(Data under study Opens)

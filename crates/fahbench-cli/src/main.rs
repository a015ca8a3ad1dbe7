mod cli;
mod commands;
mod config;
mod error;
mod logging;
mod utils;

use crate::cli::{Cli, Commands};
use crate::error::Result;
use clap::Parser;
use std::sync::Arc;
use std::sync::atomic::{AtomicBool, Ordering};
use tracing::{debug, error, info, warn};

#[tokio::main]
async fn main() {
    if let Err(e) = run_app().await {
        eprintln!("\n❌ Error: {}", e);
        std::process::exit(1);
    }
}

/// Sets `flag` on the first Ctrl-C. The benchmark notices it between step
/// chunks.
fn spawn_interrupt_watcher(flag: Arc<AtomicBool>) {
    tokio::spawn(async move {
        match tokio::signal::ctrl_c().await {
            Ok(()) => {
                warn!("Interrupt received; cancelling after the current step chunk.");
                flag.store(true, Ordering::Relaxed);
            }
            Err(e) => warn!("Cannot listen for Ctrl-C: {}", e),
        }
    });
}

async fn run_app() -> Result<()> {
    let cli = Cli::parse();
    logging::setup_logging(cli.verbose, cli.quiet, cli.log_file.as_deref())?;

    info!("FAHBench v{} starting up.", env!("CARGO_PKG_VERSION"));
    debug!("Full CLI arguments parsed: {:?}", &cli);

    let cancel = Arc::new(AtomicBool::new(false));
    spawn_interrupt_watcher(cancel.clone());

    let config_path = cli.config.as_deref();
    let command_result = match cli.command {
        Commands::Run => {
            info!("Dispatching to 'run' command.");
            commands::run::run(config_path, cancel).await
        }
        Commands::Devices => {
            info!("Dispatching to 'devices' command.");
            commands::devices::run(config_path).await
        }
    };

    if let Err(e) = &command_result {
        error!("Command failed: {}", e);
    }
    command_result
}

(Data under study Closes)

**Activity**
Return, word for word, each line from the one that contains "received; cancelling after" through the end of the listing above.

**Solved exercise**
                warn!("Interrupt received; cancelling after the current step chunk.");
                flag.store(true, Ordering::Relaxed);
            }
            Err(e) => warn!("Cannot listen for Ctrl-C: {}", e),
        }
    });
}

async fn run_app() -> Result<()> {
    let cli = Cli::parse();
    logging::setup_logging(cli.verbose, cli.quiet, cli.log_file.as_deref())?;

    info!("FAHBench v{} starting up.", env!("CARGO_PKG_VERSION"));
    debug!("Full CLI arguments parsed: {:?}", &cli);

    let cancel = Arc::new(AtomicBool::new(false));
    spawn_interrupt_watcher(cancel.clone());

    let config_path = cli.config.as_deref();
    let command_result = match cli.command {
        Commands::Run => {
            info!("Dispatching to 'run' command.");
            commands::run::run(config_path, cancel).await
        }
        Commands::Devices => {
            info!("Dispatching to 'devices' command.");
            commands::devices::run(config_path).await
        }
    };

    if let Err(e) = &command_result {
        error!("Command failed: {}", e);
    }
    command_result
}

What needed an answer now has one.